A compatible runtime SHOULD expose three facts for every constrained action:
permission_state: current mode, rules, policy sources, and whether user interaction is allowed.permission_decision: why this action is allowed, denied, asked, unavailable, or sandboxed.sandbox_profile: the actual filesystem, network, environment, process, and platform boundary used at execution time.
Permission modes
The standard does not require exact names, but implementations SHOULD express these semantics: default, untrusted, on_request, on_failure, never, plan, bypass, and auto.
Every mode must preserve destructive-action facts. A destructive action SHOULD carry destructive=true, impact scope, rollback advice, and decision source.
Permission decision
A permission decision SHOULD include decision, decision_source, decision_reason, rule_refs, updated_input_ref, approval_action_id, expires_at, and scope.

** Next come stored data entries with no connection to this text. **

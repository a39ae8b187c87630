//! Tests for the pixel classifier decision tree.

use analysis::{Calibration, Category, Classifier};
use raster::pack;

// ============================================================================
// Background tests
// ============================================================================

#[test]
fn test_exact_gray_is_background_in_both_calibrations() {
    for calibration in [Calibration::Unmasked, Calibration::Masked] {
        let classifier = Classifier::new(calibration);
        for level in [0u8, 1, 15, 16, 17, 127, 200, 254, 255] {
            assert_eq!(
                classifier.classify(pack(level, level, level)),
                Category::Background,
                "gray level {} not background under {:?}",
                level,
                calibration
            );
        }
    }
}

#[test]
fn test_near_gray_threshold_differs_between_calibrations() {
    // Channel spread of 24 is inside the masked gray band (32) but
    // outside the unmasked one (16).
    let color = pack(100, 124, 112);
    assert_eq!(
        Classifier::new(Calibration::Masked).classify(color),
        Category::Background
    );
    assert_ne!(
        Classifier::new(Calibration::Unmasked).classify(color),
        Category::Background
    );
}

#[test]
fn test_light_blue_sea_is_background() {
    let classifier = Classifier::new(Calibration::Unmasked);
    // g > 248, b > 248, r > 200 but channel spread beyond the gray band.
    assert_eq!(
        classifier.classify(pack(255, 255, 210)),
        Category::Background
    );
}

// ============================================================================
// Wind tests
// ============================================================================

#[test]
fn test_dark_blue_is_wind() {
    let classifier = Classifier::new(Calibration::Unmasked);
    // b - g = 100 > 20, b - r = 150 > 32.
    assert_eq!(classifier.classify(pack(200, 100, 50)), Category::Wind);
}

#[test]
fn test_wind_border_only_in_unmasked_calibration() {
    // r < 16, g < 64, b > 100, but too shallow for the masked wind test
    // (b - g = 45 <= 50).
    let color = pack(105, 60, 10);
    assert_eq!(
        Classifier::new(Calibration::Unmasked).classify(color),
        Category::Wind
    );
    assert_eq!(
        Classifier::new(Calibration::Masked).classify(color),
        Category::Unparsed
    );
}

#[test]
fn test_masked_wind_needs_deeper_blue() {
    // b - g = 30, b - r = 40: wind under unmasked thresholds (20/32),
    // not under masked ones (50/50).
    let color = pack(180, 150, 140);
    assert_eq!(
        Classifier::new(Calibration::Unmasked).classify(color),
        Category::Wind
    );
    assert_ne!(
        Classifier::new(Calibration::Masked).classify(color),
        Category::Wind
    );
}

// ============================================================================
// Branch order tests
// ============================================================================

#[test]
fn test_wind_wins_over_warm_reading_of_the_same_bytes() {
    // 0xFF4000 satisfies the wind predicate on the blue-first channel
    // mapping and the warm predicate if the bytes were misread as RGB.
    // It must resolve to Wind under both calibrations.
    for calibration in [Calibration::Unmasked, Calibration::Masked] {
        assert_eq!(
            Classifier::new(calibration).classify(0xFF4000),
            Category::Wind,
            "under {:?}",
            calibration
        );
    }
}

#[test]
fn test_warm_wins_over_green_in_the_overlap_band() {
    // (b, g, r) = (100, 230, 200) satisfies both the yellow branch
    // (r - b = 100 > 64, r - g = -30 <= 64) and the green branch
    // (g - b = 130 > 8, g - r = 30 > 24); the warm test runs first.
    let classifier = Classifier::new(Calibration::Unmasked);
    assert_eq!(classifier.classify(pack(100, 230, 200)), Category::Yellow);
}

// ============================================================================
// Warm and green tests
// ============================================================================

#[test]
fn test_red_area() {
    let classifier = Classifier::new(Calibration::Unmasked);
    // r - b = 230 > 64 and r - g = 180 > 64.
    assert_eq!(classifier.classify(pack(10, 60, 240)), Category::Red);
}

#[test]
fn test_yellow_area() {
    let classifier = Classifier::new(Calibration::Unmasked);
    // r - b = 230 > 64 but r - g = 20 <= 64.
    assert_eq!(classifier.classify(pack(10, 220, 240)), Category::Yellow);
}

#[test]
fn test_green_area() {
    let classifier = Classifier::new(Calibration::Unmasked);
    // g - b = 120 > 8, g - r = 120 > 24, no warm or wind match.
    assert_eq!(classifier.classify(pack(80, 200, 80)), Category::Green);
}

#[test]
fn test_masked_warm_threshold_wider() {
    // r - b = r - g = 70: red under unmasked (64), not warm at all
    // under masked (80).
    let color = pack(100, 100, 170);
    assert_eq!(
        Classifier::new(Calibration::Unmasked).classify(color),
        Category::Red
    );
    assert_ne!(
        Classifier::new(Calibration::Masked).classify(color),
        Category::Red
    );
}

#[test]
fn test_masked_green_threshold_wider() {
    // g - b = g - r = 30: green under unmasked (8/24), background under
    // masked since the spread sits inside its gray band (32).
    let color = pack(100, 130, 100);
    assert_eq!(
        Classifier::new(Calibration::Unmasked).classify(color),
        Category::Green
    );
    assert_eq!(
        Classifier::new(Calibration::Masked).classify(color),
        Category::Background
    );
}

// ============================================================================
// Unparsed fallback
// ============================================================================

#[test]
fn test_mixed_border_color_is_unparsed() {
    let classifier = Classifier::new(Calibration::Unmasked);
    // Spread too wide for gray, too shallow for every signal branch:
    // b - g = 20 (not > 20), r - b = 20, g - b = -20.
    assert_eq!(classifier.classify(pack(120, 100, 140)), Category::Unparsed);
}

A hook-provided allow is a decision source, not a universal override. Explicit deny or ask rules SHOULD still apply.
Sandbox profile
A sandbox profile SHOULD include mode, cwd, read_roots, write_roots, network, environment_ref, process_limits, and violation_refs.
The runtime MUST NOT show a sandboxed state in a client while omitting the actual sandbox facts from tool, process, and evidence records.
Event classes
| Event | When |
|---|---|
permission.evaluated | Rules, mode, hooks, host policy, or classifiers produced a decision. |
permission.requested | Runtime needs a human or host decision. |
permission.resolved | The action was allowed, denied, timed out, or cancelled. |
sandbox.applied | A tool or process received its execution sandbox. |
sandbox.violation | Filesystem, network, or permission boundary was triggered. |
Anti-patterns
- Inferring approval from final prose.
- Recording only the dialog result, not the rule and sandbox facts.
- Waiting for user input in a non-interactive mode.
- Reporting sandbox denial as a generic tool failure.